Let me explain what the measurement is, why it matters for cache admission specifically, what the sketch does and does not do well, and the operational consequences of having a memory-invariant admission filter under high load.
The baseline: tracking all keys
Start with the straightforward case. You have a cache. You want to make smart admission decisions: which keys belong in the hot tier (small, fast), which keys belong in the warm tier (bigger, slower), and which keys should be rejected from the cache entirely because they will not be accessed enough to justify the space they would occupy.
To make those decisions well, you need some estimate of how frequently each key is being accessed, so that high-frequency keys get admitted to the hot tier and low-frequency keys get admitted to the warm tier or rejected. A naive approach is to maintain a hash map from key to access count: every time you look up a key, you increment its count; every time you make an admission decision, you consult the count and compare it against a threshold.

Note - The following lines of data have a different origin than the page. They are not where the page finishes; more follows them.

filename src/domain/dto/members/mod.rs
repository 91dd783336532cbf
pub mod request;
pub mod response;

pub use request::*;
pub use response::*;
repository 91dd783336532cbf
//! # Service Layer
//!
//! 비즈니스 로직 계층입니다. 각 서비스는 `instance()`로 얻는 싱글톤이며,
//! 부팅 시 `ServiceLocator::initialize_all()`이 초기화합니다.
//!
//! - [`auth`] - `TokenService`: JWT 발급/검증/재발급
//! - [`members`] - `MemberService`: 회원가입, 로그인, 로그아웃, 내 정보

pub mod auth;
pub mod members;
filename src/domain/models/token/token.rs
//! JWT 클레임 구조체와 토큰 종류/검증 결과
//!
//! 액세스 토큰과 리프레시 토큰은 같은 클레임 구조를 공유하고,
//! 서명 비밀키와 만료 시간만 다릅니다.
use serde::{Deserialize, Serialize};

/// JWT 토큰의 클레임(Payload) 구조체
///
/// ## 클레임 구성
///
/// - `iss`: 토큰 발급자
/// - `sub`: 토큰의 주체 (회원 ID)
/// - `iat`: 토큰 발급 시간 (Unix timestamp)
/// - `exp`: 토큰 만료 시간 (Unix timestamp)
/// - `id`: 회원 ID (`sub`와 동일). 만료된 토큰에서 회원을 찾을 때 사용됩니다.
#[derive(Debug, Clone, PartialEq, Serialize, Deserialize)]
pub struct TokenClaims {
    pub iss: String,
    pub sub: String,
    pub iat: i64,
    pub exp: i64,
    pub id: String,
}

/// 토큰 종류
///
/// 종류별로 서로 다른 서명 키와 만료 시간을 사용합니다.
#[derive(Debug, Clone, Copy, PartialEq, Eq)]
pub enum TokenKind {
    Access,
    Refresh,
}

impl TokenKind {
    pub fn as_str(&self) -> &'static str {
        match self {
            TokenKind::Access => "access",
            TokenKind::Refresh => "refresh",
        }
    }
}

/// 액세스 토큰 검증 결과
///
/// 만료만 구분하고, 형식 오류·서명 불일치·발급자 불일치는 모두 `Invalid`입니다.
#[derive(Debug, Clone, PartialEq)]
pub enum TokenVerification {
    /// 서명과 만료 시간 모두 유효
    Valid(TokenClaims),
    /// 서명은 유효하지만 만료됨. 클레임은 재발급 판단에 사용됩니다.
    Expired(TokenClaims),
    /// 그 외 모든 검증 실패
    Invalid,
}
//! # HTTP Request Handlers
//!
//! HTTP 요청을 받아 입력을 검증하고 서비스 계층에 위임하는 핸들러들입니다.
//!
//! ```text
//! ┌─────────────────────────────────────────────┐
//!   Handlers (이 모듈) - HTTP 엔드포인트 처리         ← Web Layer
//! ├─────────────────────────────────────────────┤
//!   Services - 비즈니스 로직                        ← Service Layer
//! ├─────────────────────────────────────────────┤
//!   Repositories - 데이터 접근                     ← Repository Layer
//! └─────────────────────────────────────────────┘
//! ```
//!
//! 모든 핸들러는 `Result<HttpResponse, AppError>`를 반환하며,
//! 에러는 `AppError`의 `ResponseError` 구현을 통해 `{"error": "..."}`로 변환됩니다.

pub mod members;
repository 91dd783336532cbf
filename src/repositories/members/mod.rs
pub mod member_repo;

pub use member_repo::*;
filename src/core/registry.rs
//! # Service Registry & Dependency Injection
//!
//! 애플리케이션 전역 싱글톤을 관리하는 서비스 로케이터입니다.
//!
//! ## 구성 요소
//!
//! - **인프라 인스턴스**: `Database`, `RedisClient` 처럼 외부 연결이 필요한 객체는
//!   부팅 시 `ServiceLocator::set()`으로 직접 등록합니다.
//! - **리포지토리/서비스**: 각 타입이 `OnceCell` 기반 `instance()`를 제공하고,
//!   `inventory::submit!`으로 생성자를 등록합니다. `initialize_all()`은 등록된
//!   모든 리포지토리를 먼저, 서비스를 나중에 생성하고 `init()`을 호출합니다.
//!
//! ## 사용 예제
//!
//! ```rust,ignore
//! // main.rs
//! ServiceLocator::set(Arc::new(Database::new().await?));
//! ServiceLocator::set(Arc::new(RedisClient::new().await?));
//! ServiceLocator::initialize_all().await?;
//!
//! // 리포지토리 내부
//! let db = ServiceLocator::get::<Database>();
//! ```
//!
//! ## 등록 방법
//!
//! ```rust,ignore
//! fn create_member_repository() -> Arc<dyn Repository> {
//!     MemberRepository::instance()
//! }
//!
//! inventory::submit! {
//!     RepositoryRegistration {
//!         name: "member_repository",
//!         constructor: create_member_repository,
//!     }
//! }
//! ```

use std::any::{Any, TypeId};
use std::collections::HashMap;
use std::sync::{Arc, PoisonError, RwLock};

use async_trait::async_trait;
use once_cell::sync::Lazy;

use crate::core::errors::AppResult;

/// 서비스 계층 컴포넌트 trait
///
/// 부팅 시 `initialize_all()`이 `init()`을 한 번 호출합니다.
#[async_trait]
pub trait Service: Send + Sync {
    /// 로그에 표시할 서비스 이름
    fn name(&self) -> &str;

    /// 부팅 시 초기화 작업 (설정 검증 등)
    async fn init(&self) -> AppResult<()>;
}

/// 데이터 접근 계층 컴포넌트 trait
#[async_trait]
pub trait Repository: Send + Sync {
    /// 로그에 표시할 리포지토리 이름
    fn name(&self) -> &str;

    /// 저장소 이름 (MongoDB 컬렉션 또는 Redis 키 네임스페이스)
    fn collection_name(&self) -> &str;

    /// 부팅 시 초기화 작업 (인덱스 생성 등)
    async fn init(&self) -> AppResult<()>;
}

/// `inventory`로 수집되는 서비스 등록 정보
pub struct ServiceRegistration {
    pub name: &'static str,
    pub constructor: fn() -> Arc<dyn Service>,
}

/// `inventory`로 수집되는 리포지토리 등록 정보
pub struct RepositoryRegistration {
    pub name: &'static str,
    pub constructor: fn() -> Arc<dyn Repository>,
}

inventory::collect!(ServiceRegistration);
inventory::collect!(RepositoryRegistration);

/// 타입 기반 싱글톤 저장소
///
/// 인스턴스 맵은 `RwLock`으로 보호되며, 생성자를 실행하는 동안에는
/// 어떤 락도 잡지 않습니다. 생성자 안에서 다시 `get()`을 호출해도 교착되지 않습니다.
pub struct ServiceLocator {
    instances: RwLock<HashMap<TypeId, Arc<dyn Any + Send + Sync>>>,
}

impl ServiceLocator {
    fn new() -> Self {
        Self {
            instances: RwLock::new(HashMap::new()),
        }
    }

    /// 등록된 인스턴스를 반환합니다.
    ///
    /// # Panics
    ///
    /// 부팅 시 `set()`으로 등록되지 않은 타입을 요청하면 패닉합니다.
    /// 이는 잘못된 초기화 순서를 나타내는 프로그래밍 오류입니다.
    pub fn get<T: 'static + Send + Sync>() -> Arc<T> {
        match Self::try_get::<T>() {
            Some(instance) => instance,
            None => panic!(
                "Service not registered: {}. Register it with ServiceLocator::set() before use",
                std::any::type_name::<T>()
            ),
        }
    }

    /// 등록된 인스턴스를 반환하고, 없으면 `None`을 반환합니다.
    pub fn try_get<T: 'static + Send + Sync>() -> Option<Arc<T>> {
        let instances = LOCATOR
            .instances
            .read()
            .unwrap_or_else(PoisonError::into_inner);

        instances
            .get(&TypeId::of::<T>())
            .cloned()
            .and_then(|instance| instance.downcast::<T>().ok())
    }

    /// 인스턴스를 등록합니다. 같은 타입이 이미 있으면 교체합니다.
    pub fn set<T: 'static + Send + Sync>(instance: Arc<T>) {
        let type_name = Self::extract_clean_type_name(std::any::type_name::<T>());
        log::info!("📦 인스턴스 등록: {}", type_name);

        let mut instances = LOCATOR
            .instances
            .write()
            .unwrap_or_else(PoisonError::into_inner);
        instances.insert(TypeId::of::<T>(), instance as Arc<dyn Any + Send + Sync>);
    }

    fn extract_clean_type_name(type_name: &str) -> &str {
        match type_name.rfind("::") {
            Some(pos) => &type_name[pos + 2..],
            None => type_name,
        }
    }

    /// 등록된 모든 리포지토리와 서비스를 생성하고 초기화합니다.
    ///
    /// 리포지토리를 먼저 초기화한 뒤 서비스를 초기화합니다.
    ///
    /// # Errors
    ///
    /// 어느 하나의 `init()`이라도 실패하면 즉시 해당 에러를 반환합니다.
    pub async fn initialize_all() -> AppResult<()> {
        log::info!("🔄 서비스 레지스트리 초기화 시작");

        let mut repo_count = 0;
        for registration in inventory::iter::<RepositoryRegistration>() {
            let repository = (registration.constructor)();
            repository.init().await?;
            log::info!(
                "  ✓ {} (저장소: {})",
                registration.name,
                repository.collection_name()
            );
            repo_count += 1;
        }

        let mut service_count = 0;
        for registration in inventory::iter::<ServiceRegistration>() {
            let service = (registration.constructor)();
            service.init().await?;
            log::info!("  ✓ {} ({})", registration.name, service.name());
            service_count += 1;
        }

        log::info!(
            "✅ 초기화 완료: 리포지토리 {}개, 서비스 {}개",
            repo_count,
            service_count
        );

        Ok(())
    }
}

static LOCATOR: Lazy<ServiceLocator> = Lazy::new(ServiceLocator::new);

If you have N distinct keys being tracked, the hash map takes O(N) space, and each access requires an O(1) hash map update.
At small scales, this naive approach is fine. At 100 thousand distinct keys, a hash map from 16-byte keys to 8-byte counts takes a few megabytes of memory, well within the comfortable range for a production cache. At 1 million distinct keys, it is tens of megabytes — still acceptable. At 10 million distinct keys, it is hundreds of megabytes, and the hash map itself starts competing for L3 cache space with the actual cached data, which is the opposite of what you want. At 100 million distinct keys, the hash map is multiple gigabytes, and at a billion distinct keys, it is tens of gigabytes.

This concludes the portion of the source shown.